Start of Dataset content

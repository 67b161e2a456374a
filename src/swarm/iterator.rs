//! swarm::iterator — one-step particle-swarm optimizer.
//!
//! Purpose
//! -------
//! Orchestrate a single optimization step over a [`Population`]: snapshot,
//! optional mesh projection, batch evaluation, personal-best updates, and
//! movement. Termination belongs to the caller (see
//! [`minimize`](crate::driver::minimize)).
//!
//! Key behaviors
//! -------------
//! - Step order is fixed: snap -> evaluate -> update bests -> move.
//! - Evaluation results are matched to particles through the
//!   [`PointDigest`] of the coordinates that were submitted, so evaluators
//!   that reorder their output (such as
//!   [`CachingEvaluator`](crate::evaluation::CachingEvaluator)) are handled.
//! - The reported evaluation count is the number of results the evaluator
//!   returned, cache hits included.
//!
//! Invariants & assumptions
//! ------------------------
//! - A failed evaluation or mesh error aborts the step before any particle
//!   is updated or moved; the error carries the partial evaluation count.
//! - Particles are never snapped in place: only the evaluated copy lies on
//!   the mesh, which then becomes the personal best on improvement.
use std::collections::HashMap;

use log::debug;

use crate::{
    driver::{Optimizer, Step},
    evaluation::{Evaluator, Objective, Point, PointDigest, SerialEvaluator},
    mesh::{Mesh, nearest_point},
    swarm::{
        errors::{SwarmError, SwarmResult},
        mover::{Mover, SimpleMover},
        particle::Population,
    },
};

/// Particle-swarm optimizer driven one step at a time.
#[derive(Debug)]
pub struct SwarmIterator<E = SerialEvaluator, M = SimpleMover> {
    pop: Population,
    evaluator: E,
    mover: M,
}

impl SwarmIterator {
    /// Iterator with a stop-on-error serial evaluator and the default mover.
    pub fn with_defaults(pop: Population) -> Self {
        Self::new(pop, SerialEvaluator::default(), SimpleMover::default())
    }
}

impl<E: Evaluator, M: Mover> SwarmIterator<E, M> {
    pub fn new(pop: Population, evaluator: E, mover: M) -> Self {
        Self { pop, evaluator, mover }
    }

    pub fn population(&self) -> &Population {
        &self.pop
    }

    pub fn evaluator(&self) -> &E {
        &self.evaluator
    }

    pub fn mover(&self) -> &M {
        &self.mover
    }

    pub fn into_parts(self) -> (Population, E, M) {
        (self.pop, self.evaluator, self.mover)
    }

    /// Offer an externally found point to the swarm.
    ///
    /// When `p` beats the current global best it becomes the personal best
    /// of the first particle, so the next move pulls the swarm toward it.
    ///
    /// # Errors
    /// - [`SwarmError::EmptyPopulation`] if there are no particles.
    /// - [`SwarmError::PointDimMismatch`] if `p` has the wrong dimension.
    pub fn add_point(&mut self, p: Point) -> SwarmResult<()> {
        let dim = self.pop.dim();
        let best_val = self.pop.best()?.val;
        if p.len() != dim {
            return Err(SwarmError::PointDimMismatch { expected: dim, found: p.len() });
        }
        if p.val < best_val {
            if let Some(first) = self.pop.particles_mut().first_mut() {
                first.best = p;
            }
        }
        Ok(())
    }

    /// Run one step and return the new global best and evaluation count.
    ///
    /// # Errors
    /// - [`SwarmError::Mesh`] if snapping fails; nothing was evaluated.
    /// - [`SwarmError::Evaluation`] if the evaluator aborts; `neval` holds
    ///   the number of points it finished.
    /// - [`SwarmError::MissingResult`] if no result matches a particle.
    /// - [`SwarmError::EmptyPopulation`] if there are no particles.
    pub fn iterate(
        &mut self, obj: &dyn Objective, mesh: Option<&mut dyn Mesh>,
    ) -> SwarmResult<Step> {
        if self.pop.is_empty() {
            return Err(SwarmError::EmptyPopulation);
        }
        let mut points = self.pop.points();
        if let Some(mesh) = mesh {
            for p in points.iter_mut() {
                *p = nearest_point(p, mesh)?;
            }
        }
        let keys: Vec<PointDigest> = points.iter().map(Point::digest).collect();

        let results = self.evaluator.eval(obj, &points).map_err(|err| {
            debug!("step aborted after {} evaluation(s): {}", err.neval(), err.source);
            SwarmError::Evaluation { neval: err.neval(), source: err.source }
        })?;
        let neval = results.len();

        let by_digest: HashMap<PointDigest, &Point> =
            results.iter().map(|r| (r.digest(), r)).collect();
        let mut matched = Vec::with_capacity(keys.len());
        for (particle, key) in self.pop.iter().zip(&keys) {
            match by_digest.get(key) {
                Some(result) => matched.push(*result),
                None => return Err(SwarmError::MissingResult { id: particle.id }),
            }
        }
        for (particle, result) in self.pop.iter_mut().zip(matched) {
            particle.update(result);
        }

        self.mover.advance(&mut self.pop)?;
        let best = self.pop.best()?.clone();
        debug!("step: {neval} evaluation(s), best value {}", best.val);
        Ok(Step { best, neval })
    }
}

impl<E: Evaluator, M: Mover> Optimizer for SwarmIterator<E, M> {
    fn iterate(
        &mut self, obj: &dyn Objective, mesh: Option<&mut dyn Mesh>,
    ) -> SwarmResult<Step> {
        SwarmIterator::iterate(self, obj, mesh)
    }
}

End of Dataset content

_What the exercise asks_
Without changing a word, print all of the entries above.

_Answer to this problem_
repository 67b161e2a456374a
filename src/swarm/iterator.rs
//! swarm::iterator — one-step particle-swarm optimizer.
//!
//! Purpose
//! -------
//! Orchestrate a single optimization step over a [`Population`]: snapshot,
//! optional mesh projection, batch evaluation, personal-best updates, and
//! movement. Termination belongs to the caller (see
//! [`minimize`](crate::driver::minimize)).
//!
//! Key behaviors
//! -------------
//! - Step order is fixed: snap -> evaluate -> update bests -> move.
//! - Evaluation results are matched to particles through the
//!   [`PointDigest`] of the coordinates that were submitted, so evaluators
//!   that reorder their output (such as
//!   [`CachingEvaluator`](crate::evaluation::CachingEvaluator)) are handled.
//! - The reported evaluation count is the number of results the evaluator
//!   returned, cache hits included.
//!
//! Invariants & assumptions
//! ------------------------
//! - A failed evaluation or mesh error aborts the step before any particle
//!   is updated or moved; the error carries the partial evaluation count.
//! - Particles are never snapped in place: only the evaluated copy lies on
//!   the mesh, which then becomes the personal best on improvement.
use std::collections::HashMap;

use log::debug;

use crate::{
    driver::{Optimizer, Step},
    evaluation::{Evaluator, Objective, Point, PointDigest, SerialEvaluator},
    mesh::{Mesh, nearest_point},
    swarm::{
        errors::{SwarmError, SwarmResult},
        mover::{Mover, SimpleMover},
        particle::Population,
    },
};

/// Particle-swarm optimizer driven one step at a time.
#[derive(Debug)]
pub struct SwarmIterator<E = SerialEvaluator, M = SimpleMover> {
    pop: Population,
    evaluator: E,
    mover: M,
}

impl SwarmIterator {
    /// Iterator with a stop-on-error serial evaluator and the default mover.
    pub fn with_defaults(pop: Population) -> Self {
        Self::new(pop, SerialEvaluator::default(), SimpleMover::default())
    }
}

impl<E: Evaluator, M: Mover> SwarmIterator<E, M> {
    pub fn new(pop: Population, evaluator: E, mover: M) -> Self {
        Self { pop, evaluator, mover }
    }

    pub fn population(&self) -> &Population {
        &self.pop
    }

    pub fn evaluator(&self) -> &E {
        &self.evaluator
    }

    pub fn mover(&self) -> &M {
        &self.mover
    }

    pub fn into_parts(self) -> (Population, E, M) {
        (self.pop, self.evaluator, self.mover)
    }

    /// Offer an externally found point to the swarm.
    ///
    /// When `p` beats the current global best it becomes the personal best
    /// of the first particle, so the next move pulls the swarm toward it.
    ///
    /// # Errors
    /// - [`SwarmError::EmptyPopulation`] if there are no particles.
    /// - [`SwarmError::PointDimMismatch`] if `p` has the wrong dimension.
    pub fn add_point(&mut self, p: Point) -> SwarmResult<()> {
        let dim = self.pop.dim();
        let best_val = self.pop.best()?.val;
        if p.len() != dim {
            return Err(SwarmError::PointDimMismatch { expected: dim, found: p.len() });
        }
        if p.val < best_val {
            if let Some(first) = self.pop.particles_mut().first_mut() {
                first.best = p;
            }
        }
        Ok(())
    }

    /// Run one step and return the new global best and evaluation count.
    ///
    /// # Errors
    /// - [`SwarmError::Mesh`] if snapping fails; nothing was evaluated.
    /// - [`SwarmError::Evaluation`] if the evaluator aborts; `neval` holds
    ///   the number of points it finished.
    /// - [`SwarmError::MissingResult`] if no result matches a particle.
    /// - [`SwarmError::EmptyPopulation`] if there are no particles.
    pub fn iterate(
        &mut self, obj: &dyn Objective, mesh: Option<&mut dyn Mesh>,
    ) -> SwarmResult<Step> {
        if self.pop.is_empty() {
            return Err(SwarmError::EmptyPopulation);
        }
        let mut points = self.pop.points();
        if let Some(mesh) = mesh {
            for p in points.iter_mut() {
                *p = nearest_point(p, mesh)?;
            }
        }
        let keys: Vec<PointDigest> = points.iter().map(Point::digest).collect();

        let results = self.evaluator.eval(obj, &points).map_err(|err| {
            debug!("step aborted after {} evaluation(s): {}", err.neval(), err.source);
            SwarmError::Evaluation { neval: err.neval(), source: err.source }
        })?;
        let neval = results.len();

        let by_digest: HashMap<PointDigest, &Point> =
            results.iter().map(|r| (r.digest(), r)).collect();
        let mut matched = Vec::with_capacity(keys.len());
        for (particle, key) in self.pop.iter().zip(&keys) {
            match by_digest.get(key) {
                Some(result) => matched.push(*result),
                None => return Err(SwarmError::MissingResult { id: particle.id }),
            }
        }
        for (particle, result) in self.pop.iter_mut().zip(matched) {
            particle.update(result);
        }

        self.mover.advance(&mut self.pop)?;
        let best = self.pop.best()?.clone();
        debug!("step: {neval} evaluation(s), best value {}", best.val);
        Ok(Step { best, neval })
    }
}

impl<E: Evaluator, M: Mover> Optimizer for SwarmIterator<E, M> {
    fn iterate(
        &mut self, obj: &dyn Objective, mesh: Option<&mut dyn Mesh>,
    ) -> SwarmResult<Step> {
        SwarmIterator::iterate(self, obj, mesh)
    }
}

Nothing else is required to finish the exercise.